Given data Block Start
//! Headless page rendering
//!
//! The rest of the engine only sees the [`PageRenderer`] capability: a URL
//! goes in, fully rendered HTML comes out. [`ChromeRenderer`] is the real
//! implementation; tests substitute fakes that return canned HTML or errors.

mod page_load;

use async_trait::async_trait;
use rand::Rng;
use serde::{Deserialize, Serialize};
use std::time::Duration;
use tracing::{debug, error};

use crate::BrowserConfig;
use crate::browser::{BrowserError, BrowserResult, launch_session};
use crate::utils::constants::{DEFAULT_CONTENT_SELECTORS, DEFAULT_USER_AGENTS, HTTP_USER_AGENT};
use crate::utils::{ConfigError, retry_linear, validate_navigation_timeout, validate_selector_timeout};

/// Turns a URL into rendered HTML
#[async_trait]
pub trait PageRenderer: Send + Sync {
    /// Render `url` and return the final HTML, or `RenderFailed` once the
    /// implementation's retry budget is spent
    async fn render(&self, url: &str) -> BrowserResult<String>;
}

/// Timing, retry and fingerprint settings for headless renders
#[derive(Debug, Clone, Serialize, Deserialize)]
pub struct RendererConfig {
    /// Pool of user agents; one is picked at random per session
    #[serde(default = "default_user_agents")]
    pub user_agents: Vec<String>,

    /// Selectors whose presence means real content has rendered.
    /// Tuned empirically; sites with unusual markup may need additions.
    #[serde(default = "default_content_selectors")]
    pub content_selectors: Vec<String>,

    /// Upper bound for navigation + network quiet (milliseconds)
    #[serde(default = "default_navigation_timeout_ms")]
    pub navigation_timeout_ms: u64,

    /// Upper bound for the content selector wait (milliseconds)
    #[serde(default = "default_selector_timeout_ms")]
    pub selector_timeout_ms: u64,

    /// Window with no new network resources that counts as idle (milliseconds)
    #[serde(default = "default_network_idle_ms")]
    pub network_idle_ms: u64,

    /// Delay after scrolling to let lazy content load (milliseconds)
    #[serde(default = "default_settle_delay_ms")]
    pub settle_delay_ms: u64,

    /// Total render attempts, including the first
    #[serde(default = "default_max_attempts")]
    pub max_attempts: u32,

    /// Linear backoff unit: attempt `n` waits `n * retry_base_delay_ms`
    #[serde(default = "default_retry_base_delay_ms")]
    pub retry_base_delay_ms: u64,

    /// HTML shorter than this (in chars) counts as a failed render
    #[serde(default = "default_min_html_len")]
    pub min_html_len: usize,
}

fn default_user_agents() -> Vec<String> {
    DEFAULT_USER_AGENTS.iter().map(|s| (*s).to_string()).collect()
}
fn default_content_selectors() -> Vec<String> {
    DEFAULT_CONTENT_SELECTORS.iter().map(|s| (*s).to_string()).collect()
}
fn default_navigation_timeout_ms() -> u64 {
    90_000
}
fn default_selector_timeout_ms() -> u64 {
    10_000
}
fn default_network_idle_ms() -> u64 {
    500
}
fn default_settle_delay_ms() -> u64 {
    5_000
}
fn default_max_attempts() -> u32 {
    2
}
fn default_retry_base_delay_ms() -> u64 {
    2_000
}
fn default_min_html_len() -> usize {
    100
}

impl Default for RendererConfig {
    fn default() -> Self {
        Self {
            user_agents: default_user_agents(),
            content_selectors: default_content_selectors(),
            navigation_timeout_ms: default_navigation_timeout_ms(),
            selector_timeout_ms: default_selector_timeout_ms(),
            network_idle_ms: default_network_idle_ms(),
            settle_delay_ms: default_settle_delay_ms(),
            max_attempts: default_max_attempts(),
            retry_base_delay_ms: default_retry_base_delay_ms(),
            min_html_len: default_min_html_len(),
        }
    }
}

impl RendererConfig {
    pub fn validate(&self) -> Result<(), ConfigError> {
        validate_navigation_timeout("renderer.navigation_timeout_ms", self.navigation_timeout_ms)?;
        validate_selector_timeout("renderer.selector_timeout_ms", self.selector_timeout_ms)?;
        if self.max_attempts == 0 {
            return Err(ConfigError::Zero("renderer.max_attempts"));
        }
        if self.user_agents.is_empty() {
            return Err(ConfigError::Empty("renderer.user_agents"));
        }
        Ok(())
    }

    fn pick_user_agent(&self) -> String {
        if self.user_agents.is_empty() {
            return HTTP_USER_AGENT.to_string();
        }
        let index = rand::rng().random_range(0..self.user_agents.len());
        self.user_agents[index].clone()
    }
}

/// Renders pages in a fresh headless Chrome session per attempt
///
/// No browser is shared between renders or between calls: each attempt
/// launches, renders, and tears down its own process and profile.
#[derive(Debug, Clone)]
pub struct ChromeRenderer {
    browser: BrowserConfig,
    config: RendererConfig,
}

impl ChromeRenderer {
    pub fn new(browser: BrowserConfig, config: RendererConfig) -> Self {
        Self { browser, config }
    }

    /// One full attempt: launch, load, capture, tear down
    async fn render_once(&self, url: &str) -> BrowserResult<String> {
        let user_agent = self.config.pick_user_agent();
        debug!("Rendering {} as '{}'", url, user_agent);

        let session = launch_session(&self.browser, &user_agent)
            .await
            .map_err(|e| BrowserError::LaunchFailed(format!("{e:#}")))?;

        let outcome = page_load::load_rendered_html(&session, url, &user_agent, &self.config).await;
        session.shutdown().await;

        let html = outcome?;
        let len = html.chars().count();
        if len < self.config.min_html_len {
            return Err(BrowserError::HtmlTooShort(len));
        }
        Ok(html)
    }
}

#[async_trait]
impl PageRenderer for ChromeRenderer {
    async fn render(&self, url: &str) -> BrowserResult<String> {
        let attempts = self.config.max_attempts.max(1);
        let base_delay = Duration::from_millis(self.config.retry_base_delay_ms);

        retry_linear(attempts, base_delay, |attempt| async move {
            debug!("Render attempt {}/{} for {}", attempt, attempts, url);
            self.render_once(url).await
        })
        .await
        .map_err(|e| {
            error!("Giving up on {} after {} attempt(s): {}", url, attempts, e);
            BrowserError::RenderFailed {
                url: url.to_string(),
                attempts,
                reason: e.to_string(),
            }
        })
    }
}

#[cfg(test)]
mod tests {
    use super::*;

    #[test]
    fn defaults_match_documented_budgets() {
        let config = RendererConfig::default();
        assert_eq!(config.navigation_timeout_ms, 90_000);
        assert_eq!(config.selector_timeout_ms, 10_000);
        assert_eq!(config.settle_delay_ms, 5_000);
        assert_eq!(config.max_attempts, 2);
        assert_eq!(config.user_agents.len(), 3);
        assert!(config.validate().is_ok());
    }

    #[test]
    fn picks_agent_from_pool() {
        let config = RendererConfig {
            user_agents: vec!["agent-a".into(), "agent-b".into()],
            ..RendererConfig::default()
        };
        for _ in 0..20 {
            let agent = config.pick_user_agent();
            assert!(agent == "agent-a" || agent == "agent-b");
        }
    }

    #[test]
    fn rejects_zero_attempts() {
        let config = RendererConfig {
            max_attempts: 0,
            ..RendererConfig::default()
        };
        assert_eq!(config.validate(), Err(ConfigError::Zero("renderer.max_attempts")));
    }
}
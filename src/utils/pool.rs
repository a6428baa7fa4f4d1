//! Bounded-concurrency worker pool
//!
//! Each item may spawn a whole headless browser, so the number of items in
//! flight is capped by a semaphore built per call. Results are written into
//! the slot matching the input index, never in completion order.

use std::any::Any;
use std::future::Future;
use std::panic::AssertUnwindSafe;
use std::sync::Arc;

use futures::FutureExt;
use tokio::sync::Semaphore;
use tokio::task::JoinSet;
use tracing::warn;

use super::errors::Degraded;

/// Run `worker` over `items` with at most `width` workers in flight
///
/// Returns exactly one outcome per input item, in input order. A failing
/// or panicking worker degrades its own slot only.
pub async fn run_bounded<I, T, F, Fut>(
    items: Vec<I>,
    width: usize,
    worker: F,
) -> Vec<Result<T, Degraded>>
where
    I: Send + 'static,
    T: Send + 'static,
    F: Fn(I) -> Fut + Send + Sync + 'static,
    Fut: Future<Output = Result<T, Degraded>> + Send + 'static,
{
    let total = items.len();
    let semaphore = Arc::new(Semaphore::new(width.max(1)));
    let worker = Arc::new(worker);
    let mut join_set = JoinSet::new();

    for (index, item) in items.into_iter().enumerate() {
        let semaphore = Arc::clone(&semaphore);
        let worker = Arc::clone(&worker);

        join_set.spawn(async move {
            let outcome = match semaphore.acquire_owned().await {
                Ok(_permit) => AssertUnwindSafe(worker(item))
                    .catch_unwind()
                    .await
                    .unwrap_or_else(|panic| Err(Degraded::Panicked(panic_message(&*panic)))),
                Err(e) => Err(Degraded::TaskFailed(format!("Semaphore error: {e}"))),
            };
            // Permit released here, success or failure
            (index, outcome)
        });
    }

    let mut slots: Vec<Option<Result<T, Degraded>>> = (0..total).map(|_| None).collect();
    while let Some(joined) = join_set.join_next().await {
        match joined {
            Ok((index, outcome)) => slots[index] = Some(outcome),
            Err(e) => warn!("Pool task did not complete: {}", e),
        }
    }

    slots
        .into_iter()
        .map(|slot| {
            slot.unwrap_or_else(|| Err(Degraded::TaskFailed("worker task was cancelled".into())))
        })
        .collect()
}

fn panic_message(panic: &(dyn Any + Send)) -> String {
    if let Some(s) = panic.downcast_ref::<&str>() {
        (*s).to_string()
    } else if let Some(s) = panic.downcast_ref::<String>() {
        s.clone()
    } else {
        "unknown panic".to_string()
    }
}
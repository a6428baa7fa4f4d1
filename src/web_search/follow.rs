//! Link following: extract the page behind every search result

use tracing::{debug, info, warn};
use url::Url;

use super::types::SearchResultItem;
use crate::page_extractor::PageContentExtractor;
use crate::utils::constants::{FAILED_TO_LOAD_PREFIX, INVALID_URL, NO_URL};
use crate::utils::url::percent_decode_lenient;
use crate::utils::{Degraded, run_bounded};

/// Resolve a result link against the search engine's base URL
///
/// Only `http` and `https` targets are followed.
pub fn resolve_result_url(raw: &str, base: &Url) -> Option<Url> {
    let raw = raw.trim();
    if raw.is_empty() || raw == NO_URL {
        return None;
    }
    let resolved = base.join(&percent_decode_lenient(raw)).ok()?;
    matches!(resolved.scheme(), "http" | "https").then_some(resolved)
}

/// Fill `content` on every item, one extraction per item over a bounded pool
///
/// Failures stay on their own item as `Invalid URL` or `Failed to load: ...`.
pub async fn follow_links(
    mut items: Vec<SearchResultItem>,
    base: &Url,
    extractor: &PageContentExtractor,
    width: usize,
    max_bytes: usize,
) -> Vec<SearchResultItem> {
    let targets: Vec<Option<Url>> = items
        .iter()
        .map(|item| {
            let resolved = resolve_result_url(&item.url, base);
            if resolved.is_none() {
                debug!("Not following result link {:?}", item.url);
            }
            resolved
        })
        .collect();

    info!("Following {} result link(s) with {} worker(s)", items.len(), width);

    let extractor = extractor.clone();
    let outcomes = run_bounded(targets, width, move |target: Option<Url>| {
        let extractor = extractor.clone();
        async move {
            let url = target.ok_or(Degraded::InvalidUrl)?;
            Ok(extractor.extract_page(url.as_str(), max_bytes).await)
        }
    })
    .await;

    for (item, outcome) in items.iter_mut().zip(outcomes) {
        item.content = Some(match outcome {
            Ok(content) => content,
            Err(Degraded::InvalidUrl) => INVALID_URL.to_string(),
            Err(e) => {
                warn!("Following {} degraded: {}", item.url, e);
                format!("{FAILED_TO_LOAD_PREFIX}: {e}")
            }
        });
    }

    items
}
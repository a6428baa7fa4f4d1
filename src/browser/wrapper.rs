//! Browser session lifecycle for headless renders
//!
//! Every render attempt gets its own browser process and profile directory.
//! `BrowserWrapper::shutdown()` is the clean exit path; `Drop` is the
//! fallback that still aborts the handler and removes the profile.

use anyhow::{Context, Result};
use chromiumoxide::browser::Browser;
use chromiumoxide::page::Page;
use std::path::PathBuf;
use tokio::task::JoinHandle;
use tracing::{debug, info};

use crate::BrowserConfig;

/// Wrapper for Browser and its event handler task
///
/// Ensures handler is properly cleaned up when browser is dropped.
/// Handler MUST be aborted to prevent it running indefinitely after
/// browser is closed.
pub struct BrowserWrapper {
    browser: Browser,
    handler: JoinHandle<()>,
    user_data_dir: Option<PathBuf>,
}

impl BrowserWrapper {
    pub(crate) fn new(browser: Browser, handler: JoinHandle<()>, user_data_dir: PathBuf) -> Self {
        Self {
            browser,
            handler,
            user_data_dir: Some(user_data_dir),
        }
    }

    /// Get reference to inner browser
    pub(crate) fn browser(&self) -> &Browser {
        &self.browser
    }

    /// Close the browser, wait for the process to exit and remove the profile
    ///
    /// We must call BOTH `close()` and `wait()`: dropping only aborts the
    /// handler task, and Chrome keeps file handles on the profile until the
    /// process has fully exited.
    pub async fn shutdown(mut self) {
        if let Err(e) = self.browser.close().await {
            tracing::warn!("Failed to close browser cleanly: {}", e);
        }
        if let Err(e) = self.browser.wait().await {
            tracing::warn!("Failed to wait for browser exit: {}", e);
        }
        self.cleanup_temp_dir();
        debug!("Browser session shut down");
    }

    /// Clean up temp directory (blocking operation)
    ///
    /// MUST be called AFTER `browser.wait()` completes to ensure Chrome
    /// has released all file handles. Windows will fail to remove locked files.
    ///
    /// Uses blocking `std::fs::remove_dir_all()` because this may be called
    /// from Drop context where async is not available.
    fn cleanup_temp_dir(&mut self) {
        if let Some(path) = self.user_data_dir.take() {
            debug!("Cleaning up temp directory: {}", path.display());
            if let Err(e) = std::fs::remove_dir_all(&path) {
                tracing::warn!(
                    "Failed to clean up temp directory {}: {}. Manual cleanup may be required.",
                    path.display(),
                    e
                );
            }
        }
    }
}

impl Drop for BrowserWrapper {
    fn drop(&mut self) {
        self.handler.abort();
        // Browser::drop() kills the Chrome process if close() never ran

        if let Some(path) = self.user_data_dir.as_ref() {
            tracing::warn!(
                "BrowserWrapper dropped without shutdown(), removing {} in Drop",
                path.display()
            );
            self.cleanup_temp_dir();
        }
    }
}

/// Launch an isolated browser session presenting `user_agent`
///
/// The profile directory is unique per session (process id + uuid), so
/// concurrent renders never contend for Chrome's profile lock.
///
/// # Handler Lifecycle
/// The handler `JoinHandle` is owned by the returned wrapper and aborted
/// on drop.
pub async fn launch_session(config: &BrowserConfig, user_agent: &str) -> Result<BrowserWrapper> {
    let user_data_dir = std::env::temp_dir().join(format!(
        "kodegen_webfetch_{}_{}",
        std::process::id(),
        uuid::Uuid::new_v4().simple()
    ));

    let (browser, handler) =
        crate::browser_setup::launch_browser(config, Some(user_data_dir.clone()), user_agent)
            .await?;

    info!("Launched browser session ({})", user_data_dir.display());
    Ok(BrowserWrapper::new(browser, handler, user_data_dir))
}

/// Create a blank page in the session
///
/// Headers are applied on the blank page before the target URL is loaded,
/// so the very first request already carries them.
pub async fn create_blank_page(wrapper: &BrowserWrapper) -> Result<Page> {
    let page = wrapper
        .browser()
        .new_page("about:blank")
        .await
        .context("Failed to create blank page")?;

    debug!("Created blank page");
    Ok(page)
}
//! Content acquisition and search aggregation for LLM prompts
//!
//! Turns a search query or a list of raw URLs into clean, bounded,
//! de-duplicated text. Pages are rendered headlessly via chromiumoxide,
//! reduced to block-level text, and fetched over a bounded worker pool so
//! one slow or broken page never sinks a batch.

mod browser;
pub mod browser_setup;
pub mod link_fetcher;
pub mod page_extractor;
pub mod relevance;
pub mod renderer;
mod utils;
pub mod web_search;

use anyhow::Context;
use serde::{Deserialize, Serialize};
use std::fs;
use std::path::{Path, PathBuf};
use std::sync::Arc;
use tracing::info;

pub use browser::{
    BrowserError, BrowserResult, BrowserWrapper, download_managed_browser,
    find_browser_executable, launch_session,
};
pub use link_fetcher::{LinkConfig, LinkContent, LinkFetcher};
pub use page_extractor::{ExtractorConfig, PageContentExtractor, clean, extract_from_html, extract_text};
pub use relevance::{Embedder, OllamaEmbedder, RelevanceConfig, RelevanceFilter};
pub use renderer::{ChromeRenderer, PageRenderer, RendererConfig};
pub use utils::constants;
pub use utils::{ConfigError, Degraded, retry_linear, retry_linear_if, run_bounded};
pub use web_search::{
    SearchAggregator, SearchConfig, SearchError, SearchFormat, SearchRequest, SearchResponse,
    SearchResultItem,
};

#[derive(Debug, Clone, Default, Serialize, Deserialize)]
pub struct Config {
    #[serde(default)]
    pub browser: BrowserConfig,

    #[serde(default)]
    pub renderer: RendererConfig,

    #[serde(default)]
    pub extractor: ExtractorConfig,

    #[serde(default)]
    pub links: LinkConfig,

    #[serde(default)]
    pub search: SearchConfig,

    /// Embedding relevance filter for search results; off when absent
    #[serde(default)]
    pub relevance: Option<RelevanceConfig>,
}

/// Browser security and launch configuration
#[derive(Debug, Clone, Serialize, Deserialize)]
pub struct BrowserConfig {
    /// Run browser in headless mode
    #[serde(default = "default_headless")]
    pub headless: bool,

    /// Disable web security features (Same-Origin Policy, etc.)
    /// WARNING: Only enable for trusted content
    #[serde(default = "default_disable_security")]
    pub disable_security: bool,

    /// Window dimensions
    #[serde(default)]
    pub window: WindowConfig,
}

#[derive(Debug, Clone, Serialize, Deserialize)]
pub struct WindowConfig {
    #[serde(default = "default_window_width")]
    pub width: u32,

    #[serde(default = "default_window_height")]
    pub height: u32,
}

fn default_headless() -> bool {
    true
}

fn default_disable_security() -> bool {
    false // SECURE BY DEFAULT
}

fn default_window_width() -> u32 {
    1280
}

fn default_window_height() -> u32 {
    720
}

impl Default for BrowserConfig {
    fn default() -> Self {
        Self {
            headless: default_headless(),
            disable_security: default_disable_security(),
            window: WindowConfig::default(),
        }
    }
}

impl Default for WindowConfig {
    fn default() -> Self {
        Self {
            width: default_window_width(),
            height: default_window_height(),
        }
    }
}

impl Config {
    /// Check every section; the first invalid value wins
    pub fn validate(&self) -> Result<(), ConfigError> {
        if self.browser.window.width == 0 || self.browser.window.height == 0 {
            return Err(ConfigError::Zero("browser.window"));
        }
        self.renderer.validate()?;
        self.extractor.validate()?;
        self.links.validate()?;
        self.search.validate()?;
        if let Some(relevance) = &self.relevance {
            relevance.validate()?;
        }
        Ok(())
    }
}

/// Load config from config.yaml in package root
pub fn load_yaml_config() -> anyhow::Result<Config> {
    let config_path = PathBuf::from(env!("CARGO_MANIFEST_DIR")).join("config.yaml");

    if config_path.exists() {
        load_yaml_config_from(&config_path)
    } else {
        Ok(Config::default())
    }
}

/// Load and validate config from a specific YAML file
pub fn load_yaml_config_from(path: &Path) -> anyhow::Result<Config> {
    let contents = fs::read_to_string(path)
        .with_context(|| format!("Failed to read config file {}", path.display()))?;
    let config: Config = serde_yaml::from_str(&contents)
        .with_context(|| format!("Failed to parse config file {}", path.display()))?;
    config.validate()?;
    Ok(config)
}

/// Entry point wiring renderer, extractor, link fetcher and search together
pub struct ContentEngine {
    extractor: PageContentExtractor,
    links: LinkFetcher,
    search: SearchAggregator,
}

impl ContentEngine {
    /// Build an engine that renders with headless Chrome
    pub fn new(config: Config) -> anyhow::Result<Self> {
        let renderer = ChromeRenderer::new(config.browser.clone(), config.renderer.clone());
        Self::with_renderer(config, Arc::new(renderer))
    }

    /// Build an engine around any renderer
    pub fn with_renderer(config: Config, renderer: Arc<dyn PageRenderer>) -> anyhow::Result<Self> {
        config.validate()?;

        let relevance = match &config.relevance {
            Some(relevance) => {
                info!(
                    "Relevance filter enabled ({} @ {}, threshold {})",
                    relevance.model, relevance.endpoint, relevance.threshold
                );
                Some(RelevanceFilter::from_config(relevance).context("Failed to build embedder")?)
            }
            None => None,
        };

        Self::assemble(config, renderer, relevance)
    }

    /// Build an engine with an explicit relevance filter
    pub fn with_relevance(
        config: Config,
        renderer: Arc<dyn PageRenderer>,
        relevance: RelevanceFilter,
    ) -> anyhow::Result<Self> {
        config.validate()?;
        Self::assemble(config, renderer, Some(relevance))
    }

    fn assemble(
        config: Config,
        renderer: Arc<dyn PageRenderer>,
        relevance: Option<RelevanceFilter>,
    ) -> anyhow::Result<Self> {
        let extractor = PageContentExtractor::new(renderer, config.extractor);
        let links = LinkFetcher::new(extractor.clone(), config.links);
        let search = SearchAggregator::new(extractor.clone(), config.search, relevance)
            .context("Failed to build search client")?;

        Ok(Self {
            extractor,
            links,
            search,
        })
    }

    /// Preview every valid URL; see [`LinkFetcher::fetch_links`]
    pub async fn fetch_link_content(&self, urls: &[String]) -> LinkContent {
        self.links.fetch_links(urls).await
    }

    /// Search and return the JSON encoded result list or error object
    pub async fn search(
        &self,
        query: &str,
        url: &str,
        format: &str,
        limit: Option<i64>,
        follow_links: bool,
    ) -> SearchResponse {
        let request = SearchRequest {
            query: query.to_string(),
            url_template: url.to_string(),
            format: format.to_string(),
            limit,
            follow_links,
        };
        self.search_request(&request).await
    }

    pub async fn search_request(&self, request: &SearchRequest) -> SearchResponse {
        SearchResponse {
            results: self.search.search(request).await,
        }
    }

    /// Extract one page; degrades to "Content unavailable"
    pub async fn extract_page(&self, url: &str, max_bytes: usize) -> String {
        self.extractor.extract_page(url, max_bytes).await
    }
}
//! Shared configuration constants for the acquisition engine
//!
//! This module contains default values and placeholder strings used
//! throughout the codebase to ensure consistency and avoid magic numbers.

/// Default user agent pool for headless renders
///
/// One entry is picked at random per browser session so repeated renders
/// against the same host do not all present an identical fingerprint.
pub const DEFAULT_USER_AGENTS: [&str; 3] = [
    "Mozilla/5.0 (Windows NT 10.0; Win64; x64) AppleWebKit/537.36 (KHTML, like Gecko) Chrome/132.0.6834.160 Safari/537.36",
    "Mozilla/5.0 (Macintosh; Intel Mac OS X 10_15_7) AppleWebKit/537.36 (KHTML, like Gecko) Chrome/132.0.6834.160 Safari/537.36",
    "Mozilla/5.0 (Windows NT 10.0; Win64; x64; rv:134.0) Gecko/20100101 Firefox/134.0",
];

/// User agent sent with search engine HTTP requests
pub const HTTP_USER_AGENT: &str = "Mozilla/5.0 (Windows NT 10.0; Win64; x64) AppleWebKit/537.36 (KHTML, like Gecko) Chrome/132.0.6834.160 Safari/537.36";

/// `Accept-Language` header set on every rendered page
pub const ACCEPT_LANGUAGE: &str = "en-US,en;q=0.9";

/// `Accept` header set on every rendered page
pub const ACCEPT_HTML: &str =
    "text/html,application/xhtml+xml,application/xml;q=0.9,image/webp,*/*;q=0.8";

/// Default selectors that indicate a page has rendered real content
pub const DEFAULT_CONTENT_SELECTORS: [&str; 8] = [
    "body > div",
    "article",
    "main",
    "section",
    "p",
    "h1",
    "h2",
    "h3",
];

/// Maximum URL length accepted anywhere in the engine (after decoding)
pub const MAX_URL_LENGTH: usize = 2000;

// Placeholders substituted for degraded items
pub const CONTENT_UNAVAILABLE: &str = "Content unavailable";
pub const FAILED_TO_LOAD_PREFIX: &str = "Failed to load";
pub const INVALID_URL: &str = "Invalid URL";
pub const CONTENT_NOT_RETRIEVED: &str = "Content not retrieved";

/// Maximum search query length (chars, after decoding)
pub const MAX_QUERY_LENGTH: usize = 1000;

// Defaults for missing search result fields
pub const NO_TITLE: &str = "No title";
pub const NO_URL: &str = "No URL";
pub const NO_DESCRIPTION: &str = "No description";
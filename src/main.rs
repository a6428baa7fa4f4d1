// Command-line front end for the content engine
//
// Every subcommand prints one JSON document on stdout; logs go to stderr.

use anyhow::Result;
use clap::{Parser, Subcommand};
use kodegen_tools_webfetch::{ContentEngine, load_yaml_config, load_yaml_config_from};
use std::path::PathBuf;
use tracing_subscriber::EnvFilter;

#[derive(Parser)]
#[command(name = "kodegen-webfetch")]
#[command(about = "Headless page extraction and search aggregation for LLM prompts")]
#[command(version)]
struct Cli {
    /// Configuration file path (defaults to config.yaml in the package root)
    #[arg(short, long)]
    config: Option<PathBuf>,

    #[command(subcommand)]
    command: Commands,
}

#[derive(Subcommand)]
enum Commands {
    /// Fetch short previews of one or more URLs
    Links {
        /// URLs to fetch
        urls: Vec<String>,
    },

    /// Query a search engine and optionally follow result links
    Search {
        /// Search query
        #[arg(short, long)]
        query: String,

        /// Search URL template containing one %s placeholder
        #[arg(short, long)]
        url: String,

        /// Response format of the search engine (json, html)
        #[arg(short, long, default_value = "json")]
        format: String,

        /// Number of results
        #[arg(short, long)]
        limit: Option<i64>,

        /// Extract the page behind every result
        #[arg(long)]
        follow_links: bool,
    },

    /// Extract one page
    Extract {
        /// Page URL
        url: String,

        /// Byte budget for the extracted text
        #[arg(short, long)]
        max_bytes: Option<usize>,
    },
}

#[tokio::main]
async fn main() -> Result<()> {
    tracing_subscriber::fmt()
        .with_env_filter(EnvFilter::try_from_default_env().unwrap_or_else(|_| EnvFilter::new("info")))
        .with_writer(std::io::stderr)
        .init();

    let cli = Cli::parse();
    let config = match &cli.config {
        Some(path) => load_yaml_config_from(path)?,
        None => load_yaml_config()?,
    };
    let default_max_bytes = config.extractor.max_content_bytes;
    let engine = ContentEngine::new(config)?;

    let output = match cli.command {
        Commands::Links { urls } => serde_json::to_string_pretty(&engine.fetch_link_content(&urls).await)?,
        Commands::Search {
            query,
            url,
            format,
            limit,
            follow_links,
        } => {
            let response = engine.search(&query, &url, &format, limit, follow_links).await;
            serde_json::to_string_pretty(&response)?
        }
        Commands::Extract { url, max_bytes } => {
            let content = engine
                .extract_page(&url, max_bytes.unwrap_or(default_max_bytes))
                .await;
            serde_json::to_string_pretty(&serde_json::json!({ "url": url, "content": content }))?
        }
    };

    println!("{output}");
    Ok(())
}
Given data Block End
Assigned task – The expected answer is an exact copy of the lines above, beginning at the line with "Ok(extractor.extract_page(url.as_str(), max_bytes).await)" and ending at the line with "use chromiumoxide::page::Page;", with both ends in.

Answer space –
            Ok(extractor.extract_page(url.as_str(), max_bytes).await)
        }
    })
    .await;

    for (item, outcome) in items.iter_mut().zip(outcomes) {
        item.content = Some(match outcome {
            Ok(content) => content,
            Err(Degraded::InvalidUrl) => INVALID_URL.to_string(),
            Err(e) => {
                warn!("Following {} degraded: {}", item.url, e);
                format!("{FAILED_TO_LOAD_PREFIX}: {e}")
            }
        });
    }

    items
}
repository a6428baa7fa4f4d1
filename src/browser/wrapper.rs
//! Browser session lifecycle for headless renders
//!
//! Every render attempt gets its own browser process and profile directory.
//! `BrowserWrapper::shutdown()` is the clean exit path; `Drop` is the
//! fallback that still aborts the handler and removes the profile.

use anyhow::{Context, Result};
use chromiumoxide::browser::Browser;
use chromiumoxide::page::Page;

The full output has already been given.